(Records from a data collection)
+ + +

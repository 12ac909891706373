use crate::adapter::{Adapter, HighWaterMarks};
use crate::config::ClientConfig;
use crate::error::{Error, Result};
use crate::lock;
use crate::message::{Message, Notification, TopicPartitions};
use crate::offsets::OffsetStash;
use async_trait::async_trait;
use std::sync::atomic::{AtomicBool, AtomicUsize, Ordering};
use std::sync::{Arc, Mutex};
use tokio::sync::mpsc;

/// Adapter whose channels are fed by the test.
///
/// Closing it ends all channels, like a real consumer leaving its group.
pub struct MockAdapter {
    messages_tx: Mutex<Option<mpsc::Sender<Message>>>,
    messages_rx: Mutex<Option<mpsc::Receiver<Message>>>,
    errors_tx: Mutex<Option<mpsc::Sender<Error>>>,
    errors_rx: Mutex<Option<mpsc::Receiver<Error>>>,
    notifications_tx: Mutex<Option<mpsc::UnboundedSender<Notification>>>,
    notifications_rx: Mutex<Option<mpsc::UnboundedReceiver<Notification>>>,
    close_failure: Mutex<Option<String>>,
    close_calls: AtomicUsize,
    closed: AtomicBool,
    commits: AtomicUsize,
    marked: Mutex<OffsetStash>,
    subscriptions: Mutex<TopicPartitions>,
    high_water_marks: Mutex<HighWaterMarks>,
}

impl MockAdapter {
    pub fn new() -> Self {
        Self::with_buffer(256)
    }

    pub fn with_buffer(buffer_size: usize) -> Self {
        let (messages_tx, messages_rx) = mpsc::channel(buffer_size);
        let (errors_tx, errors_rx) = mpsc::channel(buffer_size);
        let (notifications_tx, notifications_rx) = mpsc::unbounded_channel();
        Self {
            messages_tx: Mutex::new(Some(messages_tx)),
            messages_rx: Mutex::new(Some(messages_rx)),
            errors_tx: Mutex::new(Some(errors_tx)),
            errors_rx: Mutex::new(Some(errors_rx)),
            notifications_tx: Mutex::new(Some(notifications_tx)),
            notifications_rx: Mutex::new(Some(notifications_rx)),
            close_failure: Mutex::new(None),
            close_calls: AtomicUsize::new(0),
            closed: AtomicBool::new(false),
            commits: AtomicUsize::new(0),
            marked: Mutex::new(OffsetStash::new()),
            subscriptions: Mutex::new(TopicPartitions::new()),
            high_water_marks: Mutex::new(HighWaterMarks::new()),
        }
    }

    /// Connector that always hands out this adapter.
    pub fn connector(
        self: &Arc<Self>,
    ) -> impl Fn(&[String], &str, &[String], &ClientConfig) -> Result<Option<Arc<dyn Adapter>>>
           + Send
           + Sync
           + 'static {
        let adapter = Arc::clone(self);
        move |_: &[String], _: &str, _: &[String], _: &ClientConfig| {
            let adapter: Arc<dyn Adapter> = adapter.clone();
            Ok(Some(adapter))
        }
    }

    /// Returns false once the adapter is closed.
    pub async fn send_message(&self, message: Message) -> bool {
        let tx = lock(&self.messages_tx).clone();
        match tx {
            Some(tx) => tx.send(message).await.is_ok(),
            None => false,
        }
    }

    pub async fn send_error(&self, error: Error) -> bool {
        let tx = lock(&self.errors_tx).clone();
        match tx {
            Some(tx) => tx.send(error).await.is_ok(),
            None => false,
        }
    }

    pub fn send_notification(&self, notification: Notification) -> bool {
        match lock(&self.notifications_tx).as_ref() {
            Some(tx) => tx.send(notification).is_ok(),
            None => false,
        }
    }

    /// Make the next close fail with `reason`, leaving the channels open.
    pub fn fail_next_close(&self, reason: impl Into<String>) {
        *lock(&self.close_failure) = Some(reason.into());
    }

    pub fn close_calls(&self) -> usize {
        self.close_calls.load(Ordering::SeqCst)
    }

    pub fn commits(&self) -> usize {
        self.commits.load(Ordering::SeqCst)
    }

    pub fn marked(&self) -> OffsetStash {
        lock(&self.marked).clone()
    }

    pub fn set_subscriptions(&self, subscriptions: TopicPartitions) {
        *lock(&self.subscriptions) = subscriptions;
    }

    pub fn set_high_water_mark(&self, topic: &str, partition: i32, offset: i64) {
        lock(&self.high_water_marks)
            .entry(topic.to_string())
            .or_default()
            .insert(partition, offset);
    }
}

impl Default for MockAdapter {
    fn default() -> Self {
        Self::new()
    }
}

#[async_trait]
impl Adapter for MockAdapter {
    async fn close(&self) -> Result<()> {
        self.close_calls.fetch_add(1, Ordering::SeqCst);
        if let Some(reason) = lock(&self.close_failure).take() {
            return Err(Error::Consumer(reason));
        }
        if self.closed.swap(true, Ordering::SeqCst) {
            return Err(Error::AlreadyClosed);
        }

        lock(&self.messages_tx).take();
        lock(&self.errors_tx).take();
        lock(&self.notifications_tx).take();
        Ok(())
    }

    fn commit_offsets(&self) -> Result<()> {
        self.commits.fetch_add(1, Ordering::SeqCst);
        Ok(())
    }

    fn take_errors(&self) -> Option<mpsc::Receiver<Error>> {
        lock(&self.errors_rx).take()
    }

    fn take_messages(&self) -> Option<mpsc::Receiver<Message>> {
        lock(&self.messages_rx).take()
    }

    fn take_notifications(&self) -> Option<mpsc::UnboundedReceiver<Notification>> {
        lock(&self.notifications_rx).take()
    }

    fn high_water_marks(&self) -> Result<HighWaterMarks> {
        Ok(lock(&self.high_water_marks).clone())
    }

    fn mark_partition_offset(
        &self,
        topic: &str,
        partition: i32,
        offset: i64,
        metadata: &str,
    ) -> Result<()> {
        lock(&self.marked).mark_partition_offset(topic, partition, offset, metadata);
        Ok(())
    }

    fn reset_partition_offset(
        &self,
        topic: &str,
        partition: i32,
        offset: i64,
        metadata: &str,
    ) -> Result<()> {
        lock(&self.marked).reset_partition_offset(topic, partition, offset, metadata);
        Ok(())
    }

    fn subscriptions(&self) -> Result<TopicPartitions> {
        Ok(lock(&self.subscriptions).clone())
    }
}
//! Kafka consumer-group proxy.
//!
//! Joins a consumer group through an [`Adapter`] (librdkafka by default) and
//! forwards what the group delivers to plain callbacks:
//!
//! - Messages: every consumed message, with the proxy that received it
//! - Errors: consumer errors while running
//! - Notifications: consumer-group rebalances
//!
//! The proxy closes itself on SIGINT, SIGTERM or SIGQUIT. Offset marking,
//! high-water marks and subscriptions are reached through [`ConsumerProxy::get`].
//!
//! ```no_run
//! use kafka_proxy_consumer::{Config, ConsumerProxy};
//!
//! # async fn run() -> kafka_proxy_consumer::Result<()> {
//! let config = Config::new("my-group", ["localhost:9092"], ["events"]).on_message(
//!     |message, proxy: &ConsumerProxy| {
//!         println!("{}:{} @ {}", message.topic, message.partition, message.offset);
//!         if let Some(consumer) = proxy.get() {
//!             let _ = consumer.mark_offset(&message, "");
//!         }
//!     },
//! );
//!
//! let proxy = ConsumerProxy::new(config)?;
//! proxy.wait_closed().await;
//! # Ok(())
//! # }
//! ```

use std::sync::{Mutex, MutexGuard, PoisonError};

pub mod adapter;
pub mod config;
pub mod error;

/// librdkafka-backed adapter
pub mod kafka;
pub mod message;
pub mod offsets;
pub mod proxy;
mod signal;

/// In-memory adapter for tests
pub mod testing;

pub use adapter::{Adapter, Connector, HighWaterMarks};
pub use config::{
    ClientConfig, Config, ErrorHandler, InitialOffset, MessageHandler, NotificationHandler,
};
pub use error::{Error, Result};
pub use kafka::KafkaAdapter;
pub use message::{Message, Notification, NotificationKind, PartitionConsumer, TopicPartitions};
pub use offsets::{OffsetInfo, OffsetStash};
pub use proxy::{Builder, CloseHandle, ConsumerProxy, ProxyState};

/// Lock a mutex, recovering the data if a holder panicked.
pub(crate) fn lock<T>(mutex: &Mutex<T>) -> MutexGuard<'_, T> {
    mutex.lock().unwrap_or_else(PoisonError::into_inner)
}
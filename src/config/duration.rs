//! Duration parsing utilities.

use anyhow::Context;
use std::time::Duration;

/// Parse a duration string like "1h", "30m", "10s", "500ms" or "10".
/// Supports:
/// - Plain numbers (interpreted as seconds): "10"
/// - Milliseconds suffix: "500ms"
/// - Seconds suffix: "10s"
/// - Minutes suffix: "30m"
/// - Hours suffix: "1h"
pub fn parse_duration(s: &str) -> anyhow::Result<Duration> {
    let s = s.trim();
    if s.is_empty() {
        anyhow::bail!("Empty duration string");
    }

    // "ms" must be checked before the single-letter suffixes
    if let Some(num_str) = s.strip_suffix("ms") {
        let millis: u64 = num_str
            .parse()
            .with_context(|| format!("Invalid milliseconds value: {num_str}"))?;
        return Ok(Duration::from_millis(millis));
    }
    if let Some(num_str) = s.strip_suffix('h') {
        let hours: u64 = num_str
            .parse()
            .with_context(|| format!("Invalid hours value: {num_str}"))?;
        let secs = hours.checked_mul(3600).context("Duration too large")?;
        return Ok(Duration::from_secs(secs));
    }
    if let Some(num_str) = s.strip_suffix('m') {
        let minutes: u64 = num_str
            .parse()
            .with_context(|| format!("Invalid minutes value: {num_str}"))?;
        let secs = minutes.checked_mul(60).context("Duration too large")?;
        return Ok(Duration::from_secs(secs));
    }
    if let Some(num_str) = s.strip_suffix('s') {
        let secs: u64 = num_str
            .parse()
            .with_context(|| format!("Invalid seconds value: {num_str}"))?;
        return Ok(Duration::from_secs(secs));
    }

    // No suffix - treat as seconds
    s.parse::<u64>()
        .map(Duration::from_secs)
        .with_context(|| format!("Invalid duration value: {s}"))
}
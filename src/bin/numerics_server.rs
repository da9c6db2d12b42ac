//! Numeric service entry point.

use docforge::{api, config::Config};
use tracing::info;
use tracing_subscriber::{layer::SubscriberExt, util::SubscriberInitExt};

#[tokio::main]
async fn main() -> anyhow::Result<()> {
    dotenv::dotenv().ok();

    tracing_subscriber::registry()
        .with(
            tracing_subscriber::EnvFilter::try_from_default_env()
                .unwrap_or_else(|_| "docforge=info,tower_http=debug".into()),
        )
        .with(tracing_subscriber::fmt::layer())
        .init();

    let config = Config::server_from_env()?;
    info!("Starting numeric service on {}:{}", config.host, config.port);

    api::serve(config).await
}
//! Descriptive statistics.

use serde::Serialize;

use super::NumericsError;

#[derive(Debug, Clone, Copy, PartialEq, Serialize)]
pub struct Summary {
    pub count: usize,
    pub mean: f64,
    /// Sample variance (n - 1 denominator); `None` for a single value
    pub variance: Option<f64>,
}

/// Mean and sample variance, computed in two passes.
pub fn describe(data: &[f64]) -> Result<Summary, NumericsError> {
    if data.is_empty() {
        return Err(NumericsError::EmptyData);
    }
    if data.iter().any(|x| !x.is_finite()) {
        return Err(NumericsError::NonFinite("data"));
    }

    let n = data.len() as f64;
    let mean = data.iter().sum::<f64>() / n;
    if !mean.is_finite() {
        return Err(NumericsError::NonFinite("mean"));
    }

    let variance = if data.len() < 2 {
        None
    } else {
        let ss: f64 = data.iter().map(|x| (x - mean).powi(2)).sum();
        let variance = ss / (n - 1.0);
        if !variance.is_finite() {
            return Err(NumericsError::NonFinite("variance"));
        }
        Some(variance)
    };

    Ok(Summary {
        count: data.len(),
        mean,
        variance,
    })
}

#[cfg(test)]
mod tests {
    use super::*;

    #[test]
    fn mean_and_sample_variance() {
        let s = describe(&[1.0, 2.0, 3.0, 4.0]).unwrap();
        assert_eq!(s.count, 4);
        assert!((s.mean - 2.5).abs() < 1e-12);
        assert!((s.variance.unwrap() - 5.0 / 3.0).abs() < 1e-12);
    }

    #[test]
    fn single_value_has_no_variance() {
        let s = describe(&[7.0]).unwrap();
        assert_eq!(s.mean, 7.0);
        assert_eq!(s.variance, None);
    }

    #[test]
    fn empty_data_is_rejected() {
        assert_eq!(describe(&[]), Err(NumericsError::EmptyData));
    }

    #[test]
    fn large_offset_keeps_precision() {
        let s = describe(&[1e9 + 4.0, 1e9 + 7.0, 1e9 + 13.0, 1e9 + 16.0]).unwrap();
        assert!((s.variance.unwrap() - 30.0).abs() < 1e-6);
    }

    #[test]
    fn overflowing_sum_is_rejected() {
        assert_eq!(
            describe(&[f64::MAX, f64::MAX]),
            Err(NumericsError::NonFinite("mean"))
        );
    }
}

+ + +

Exercise: From the start of the data to the line that holds "use crate::offsets::OffsetStash;", retype each line exactly, with both ends included.

Task result:
repository 12ac909891706373
use crate::adapter::{Adapter, HighWaterMarks};
use crate::config::ClientConfig;
use crate::error::{Error, Result};
use crate::lock;
use crate::message::{Message, Notification, TopicPartitions};
use crate::offsets::OffsetStash;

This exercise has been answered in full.